For investigating the HAmo SINE in zebrafish, the consensus sequences of four subfamilies (type I, II, III and IV) were used as queries to blastn Danio rerio database in NCBI website. Because the primer regions of these consensus sequences are identical and uninformative, we eliminated these regions from the whole consensus sequences, as shown in Figure 2. These consensus sequences were about 83-91 bp in length containing about 31-37 bp central region and partial tRNA-related region and LINE2-derived region. We set the parameter e = 0.1 and count the number of similar sequences with query (coverage > 90%) in zebrafish genome. 16 sequences (identity 72%-78%), 40 sequences (identity 72%-81%), 58 sequences (identity 72%-80%, and other 2 sequence have high similarity: 1 with 85%, 1 with 87%) were found to be similar with the consensus sequences of type I, II and III, respectively. Because these similar sequences in zebrafish are too divergent with the corresponding type I, II and III consensus sequences, especially in the central region representing the most specific diagnostic nucleotide, we couldn't determine the presence of type I, II and III of HAmo SINE in zebrafish. As our described, Type I mainly distributed in lineage Leuciscinae and Type II were found only in some species. Their restricted species distribution may lead to the absence of them in primitive cyprinid species Danio rerio. In contrast, we found 105 sequences similar with consensus sequence of type IV with identity 72%-90% in zebrafish. Majority of them can be identified and characterized to be members of type IV since type IV were the oldest subfamily and its members have more divergence between sequences and dispersed in the whole Cyprinidae. The alignment of type IV sequences in zebrafish with the consensus sequence of type IV in this paper was provided as Additional file 1.
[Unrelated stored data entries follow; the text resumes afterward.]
use crate::types::{Color, File, Key, Piece, Rank};

use arrayvec::ArrayVec;
use derive_more::Deref;
use std::fmt;
use std::str::FromStr;
use thiserror::Error;

/// Maximum number of squares touched by a single move (castling touches four)
pub const MAX_CHANGES: usize = 4;

#[derive(Error, Debug, Copy, Clone, PartialEq, Eq)]
pub enum PlacementParseError {
    #[error("unexpected char {0:?}")]
    UnexpectedChar(char),
    #[error("too many items in rank {}", .0.as_char())]
    RankOverflow(Rank),
    #[error("not enough items in rank {}", .0.as_char())]
    RankUnderflow(Rank),
    #[error("too many ranks")]
    TooManyRanks,
    #[error("not enough ranks")]
    NotEnoughRanks,
    #[error("promotion mark without a piece")]
    DanglingPromotionMark,
}

/// Set of independent square assignments
///
/// Each entry sets a square to a piece (`Some`) or empties it (`None`). Entries never
/// depend on each other, so the order in which they are applied does not matter.
#[derive(Debug, Clone, Default, PartialEq, Eq, Deref)]
pub struct Changes(ArrayVec<(Key, Option<Piece>), MAX_CHANGES>);

impl Changes {
    pub fn new() -> Self {
        Self::default()
    }

    /// Adds an assignment, replacing the previous one for the same square
    pub fn set(&mut self, key: Key, piece: Option<Piece>) {
        match self.0.iter_mut().find(|(k, _)| *k == key) {
            Some(entry) => entry.1 = piece,
            None => self.0.push((key, piece)),
        }
    }

    pub fn with(mut self, key: Key, piece: Option<Piece>) -> Self {
        self.set(key, piece);
        self
    }
}

impl<'a> IntoIterator for &'a Changes {
    type Item = &'a (Key, Option<Piece>);
    type IntoIter = std::slice::Iter<'a, (Key, Option<Piece>)>;

    fn into_iter(self) -> Self::IntoIter {
        self.0.iter()
    }
}

impl fmt::Display for Changes {
    fn fmt(&self, f: &mut fmt::Formatter<'_>) -> Result<(), fmt::Error> {
        for (i, (key, piece)) in self.0.iter().enumerate() {
            if i != 0 {
                write!(f, " ")?;
            }
            match piece {
                Some(p) => write!(f, "{}={}", key, p)?,
                None => write!(f, "{}=.", key)?,
            }
        }
        Ok(())
    }
}

/// Full piece placement of the widget board
#[derive(Clone, PartialEq, Eq, Hash)]
pub struct Pieces([Option<Piece>; 64]);

impl Pieces {
    pub const EMPTY: Pieces = Pieces([None; 64]);

    pub fn get(&self, key: Key) -> Option<Piece> {
        self.0[key.index()]
    }

    pub fn put(&mut self, key: Key, piece: Option<Piece>) {
        self.0[key.index()] = piece;
    }

    /// Moves the piece from `from` to `to`, overwriting whatever stands on `to`
    pub fn relocate(&mut self, from: Key, to: Key) {
        if from == to {
            return;
        }
        let piece = self.0[from.index()].take();
        if piece.is_some() {
            self.0[to.index()] = piece;
        }
    }

    pub fn apply(&mut self, changes: &Changes) {
        for &(key, piece) in changes {
            self.put(key, piece);
        }
    }

    pub fn iter(&self) -> impl Iterator<Item = (Key, Piece)> + '_ {
        Key::iter().filter_map(|k| self.get(k).map(|p| (k, p)))
    }

    pub fn count(&self) -> usize {
        self.iter().count()
    }

    /// Compares the placements, ignoring the promoted flags
    pub fn same_placement(&self, other: &Pieces) -> bool {
        self.0
            .iter()
            .zip(other.0.iter())
            .all(|(a, b)| a.map(|p| (p.role, p.color)) == b.map(|p| (p.role, p.color)))
    }

    /// Parses the placement part of a FEN string
    ///
    /// Anything after the placement (side to move, pockets in brackets) is ignored, and
    /// a `~` after a piece marks it as promoted.
    pub fn from_fen(fen: &str) -> Result<Pieces, PlacementParseError> {
        type Error = PlacementParseError;

        let placement = fen
            .split(|c: char| c == ' ' || c == '[')
            .next()
            .unwrap_or_default();
        let mut res = Pieces::EMPTY;
        let mut ranks = placement.split('/');
        for rank in Rank::iter().rev() {
            let row = ranks.next().ok_or(Error::NotEnoughRanks)?;
            let mut file = 0_usize;
            let mut last: Option<Key> = None;
            for c in row.chars() {
                match c {
                    '1'..='8' => {
                        file += (u32::from(c) - u32::from('0')) as usize;
                        last = None;
                    }
                    '~' => {
                        let key = last.take().ok_or(Error::DanglingPromotionMark)?;
                        if let Some(piece) = res.0[key.index()].as_mut() {
                            piece.promoted = true;
                        }
                        continue;
                    }
                    _ => {
                        let piece = Piece::from_char(c).ok_or(Error::UnexpectedChar(c))?;
                        if file >= 8 {
                            return Err(Error::RankOverflow(rank));
                        }
                        let key = Key::from_parts(File::from_index(file), rank);
                        res.put(key, Some(piece));
                        last = Some(key);
                        file += 1;
                    }
                }
                if file > 8 {
                    return Err(Error::RankOverflow(rank));
                }
            }
            if file < 8 {
                return Err(Error::RankUnderflow(rank));
            }
        }
        if ranks.next().is_some() {
            return Err(Error::TooManyRanks);
        }
        Ok(res)
    }

    /// Formats the placement part of a FEN string
    pub fn as_fen(&self) -> String {
        let mut res = String::new();
        for rank in Rank::iter().rev() {
            let mut empty = 0;
            for file in File::iter() {
                match self.get(Key::from_parts(file, rank)) {
                    Some(piece) => {
                        if empty != 0 {
                            res.push((b'0' + empty) as char);
                            empty = 0;
                        }
                        res.push_str(&piece.to_string());
                    }
                    None => empty += 1,
                }
            }
            if empty != 0 {
                res.push((b'0' + empty) as char);
            }
            if rank != Rank::R1 {
                res.push('/');
            }
        }
        res
    }

    /// Renders the board as text, White at the bottom
    pub fn pretty(&self, orientation: Color) -> String {
        let mut res = String::new();
        let ranks: Vec<Rank> = match orientation {
            Color::White => Rank::iter().rev().collect(),
            Color::Black => Rank::iter().collect(),
        };
        let files: Vec<File> = match orientation {
            Color::White => File::iter().collect(),
            Color::Black => File::iter().rev().collect(),
        };
        for rank in &ranks {
            res.push(rank.as_char());
            res.push(' ');
            for file in &files {
                let c = self
                    .get(Key::from_parts(*file, *rank))
                    .map_or('.', |p| p.as_char());
                res.push(c);
            }
            res.push('\n');
        }
        res.push_str("  ");
        res.extend(files.iter().map(File::as_char));
        res.push('\n');
        res
    }
}

impl Default for Pieces {
    fn default() -> Self {
        Pieces::EMPTY
    }
}

impl fmt::Debug for Pieces {
    fn fmt(&self, f: &mut fmt::Formatter<'_>) -> Result<(), fmt::Error> {
        write!(f, "Pieces({})", self.as_fen())
    }
}

impl FromStr for Pieces {
    type Err = PlacementParseError;

    fn from_str(s: &str) -> Result<Self, Self::Err> {
        Pieces::from_fen(s)
    }
}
Moreover, among our isolated HAmo internal sequences in 17 cyprinid fishes, there are tens of HAmo sequences that have more divergent central region with each other as well as with the type I, II, III and IV (Figure 6, type U, Additional file 2). We couldn't divide them into specific subfamilies now because of lacking enough supported sequences. When using them as queries to blastn Danio rerio genome, tens or hundreds sequences similar with many queries have been found in zebrafish. In addition, we also obtained 7 HAmo SINE sequences by cloning the inter-primer SINE PCR products in zebrafish, provided in Additional file 3. All these evidences manifest that numerous HAmo SINE copies presented in the primitive cyprinid fish Danio rerio and dispersed in the whole Cyprinidae.

Discussion

Multiple source genes are responsible for amplification of the HAmo SINE in Cyprinid genomes

In this work, we isolated and characterized many HAmo SINEs from 17 species of the Cyprinidae family. The results show that the HAmo SINE is widespread in cyprinid genomes and that copy numbers are about 104-106.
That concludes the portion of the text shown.